Use of the bases at Morón de la Frontera in Seville and Rota in Cádiz. Their employment in the anti-jihadist operation is not covered by Nato nor by Spain’s bilateral agreement with the US, which has troops at the installations. It would thus require express authorization by the Spanish government.
Strategic transport. The loan of a Hercules or C-295 transport plane and crew to move equipment or personnel. Denmark and Australia have already done this.
Supply of non-lethal military equipment. Spain has already done this in Ukraine, where it has provided 300 helmets and 500 flak jackets.
Spain has yet to provide weapons, though it is considering donating 25,000 rifles
Supply of lethal military equipment. The US, France, the UK, Italy, the Czech Republic, Italy, Hungary and Germany have sent weapons to the Peshmerga Kurds in Iraq. Spain has yet to do so, though it is considering donating 25,000 Cetme rifles it has in stock. But Margallo stressed that this would only be with the approval of Baghdad.

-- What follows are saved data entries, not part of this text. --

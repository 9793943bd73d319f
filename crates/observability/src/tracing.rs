//! Tracing/logging initialization.
//!
//! Filtering comes from `RUST_LOG` (default `info`); the output format from
//! `STOCKROOM_LOG_FORMAT` (`json` or `text`, default `json`).

use tracing_subscriber::EnvFilter;

pub const LOG_FORMAT_VAR: &str = "STOCKROOM_LOG_FORMAT";

/// Log line format.
#[derive(Debug, Copy, Clone, PartialEq, Eq, Default)]
pub enum LogFormat {
    #[default]
    Json,
    Text,
}

impl LogFormat {
    /// Parse a format name (case-insensitive). Unknown names yield `None`.
    pub fn parse(value: &str) -> Option<Self> {
        match value.trim().to_ascii_lowercase().as_str() {
            "json" => Some(LogFormat::Json),
            "text" | "pretty" | "plain" => Some(LogFormat::Text),
            _ => None,
        }
    }
}

/// Logging configuration.
#[derive(Debug, Clone, PartialEq, Eq)]
pub struct LogConfig {
    /// Filter directive used when `RUST_LOG` is unset or invalid.
    pub default_filter: String,
    pub format: LogFormat,
}

impl Default for LogConfig {
    fn default() -> Self {
        Self {
            default_filter: "info".to_string(),
            format: LogFormat::default(),
        }
    }
}

impl LogConfig {
    pub fn from_env() -> Self {
        Self::from_format_value(std::env::var(LOG_FORMAT_VAR).ok().as_deref())
    }

    fn from_format_value(value: Option<&str>) -> Self {
        // No subscriber exists yet, so an unknown value cannot be logged here.
        let format = value.and_then(LogFormat::parse).unwrap_or_default();
        Self {
            format,
            ..Self::default()
        }
    }
}

/// Initialize tracing/logging for the process.
///
/// Safe to call multiple times (subsequent calls are no-ops).
pub fn init(config: &LogConfig) {
    let filter = EnvFilter::try_from_default_env()
        .unwrap_or_else(|_| EnvFilter::new(&config.default_filter));

    let builder = tracing_subscriber::fmt()
        .with_env_filter(filter)
        .with_timer(tracing_subscriber::fmt::time::SystemTime)
        .with_target(false);

    let _ = match config.format {
        LogFormat::Json => builder.json().try_init(),
        LogFormat::Text => builder.try_init(),
    };
}
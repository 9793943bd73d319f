//! Typed, in-memory keyed repository for one item kind.

use std::collections::BTreeMap;

use stockroom_core::{InventoryError, InventoryResult, Quantity};

use crate::item::InventoryItem;

/// Keyed store for a single item kind.
///
/// Invariants (hold after every call, successful or not):
/// - ids are unique (a failed `add` never overwrites)
/// - every stored quantity is `>= 0`
/// - a failed call leaves the contents untouched
///
/// Mutations take `&mut self`, so an unshared repository has exactly one writer.
/// See [`crate::SharedRepository`] for the lock-guarded handle.
#[derive(Debug, Clone)]
pub struct Repository<T: InventoryItem> {
    items: BTreeMap<T::Id, T>,
}

impl<T: InventoryItem> Repository<T> {
    pub fn new() -> Self {
        Self {
            items: BTreeMap::new(),
        }
    }

    /// Insert `item`; fails with `DuplicateKey` if its id is already present.
    pub fn add(&mut self, item: T) -> InventoryResult<()> {
        if self.items.contains_key(item.id()) {
            return Err(InventoryError::duplicate_key(item.id()));
        }
        self.items.insert(item.id().clone(), item);
        Ok(())
    }

    pub fn get_by_id(&self, id: &T::Id) -> InventoryResult<&T> {
        self.items.get(id).ok_or_else(|| InventoryError::not_found(id))
    }

    /// Remove and hand back the item stored under `id`.
    pub fn remove(&mut self, id: &T::Id) -> InventoryResult<T> {
        self.items.remove(id).ok_or_else(|| InventoryError::not_found(id))
    }

    /// Snapshot of the current contents, ordered by id.
    pub fn list_all(&self) -> Vec<T> {
        self.items.values().cloned().collect()
    }

    /// Overwrite the stored quantity.
    ///
    /// A negative `new_quantity` is reported as `InvalidQuantity` even when `id`
    /// is also absent: the sign is checked first.
    pub fn update_quantity(&mut self, id: &T::Id, new_quantity: i64) -> InventoryResult<()> {
        let quantity = Quantity::new(new_quantity)?;
        let item = self.items.get_mut(id).ok_or_else(|| InventoryError::not_found(id))?;
        item.set_quantity(quantity);
        Ok(())
    }

    /// Apply `delta` to the stored quantity, returning `(previous, current)`.
    ///
    /// Existence is resolved first (there is no current value to derive from
    /// otherwise), then the derived value must be non-negative.
    pub fn adjust_quantity(&mut self, id: &T::Id, delta: i64) -> InventoryResult<(Quantity, Quantity)> {
        let item = self.items.get_mut(id).ok_or_else(|| InventoryError::not_found(id))?;
        let previous = item.quantity();
        let current = previous.checked_adjust(delta)?;
        item.set_quantity(current);
        Ok((previous, current))
    }

    pub fn contains(&self, id: &T::Id) -> bool {
        self.items.contains_key(id)
    }

    /// Ids currently stored, ordered.
    pub fn ids(&self) -> Vec<T::Id> {
        self.items.keys().cloned().collect()
    }

    pub fn len(&self) -> usize {
        self.items.len()
    }

    pub fn is_empty(&self) -> bool {
        self.items.is_empty()
    }
}

impl<T: InventoryItem> Default for Repository<T> {
    fn default() -> Self {
        Self::new()
    }
}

Air support. Spain could provide intelligence, surveillance, reconnaissance and mid-air refueling aircraft, as it did in the Nato campaign in Libya in 2011. But the minister ruled out any direct participation in bombing raids.
Consultancy and training. It could also help train soldiers in Iraq or those fighting with the moderate opposition in Syria, under the banner of Nato or the European Union, as Spanish forces already do in Mali and Somalia.
Spain will also participate in the task force looking to find ways of cutting off IS’s financing and is also considering increasing humanitarian aid, after approving an extraordinary payment of €500,000 to the Iraqi Kurds.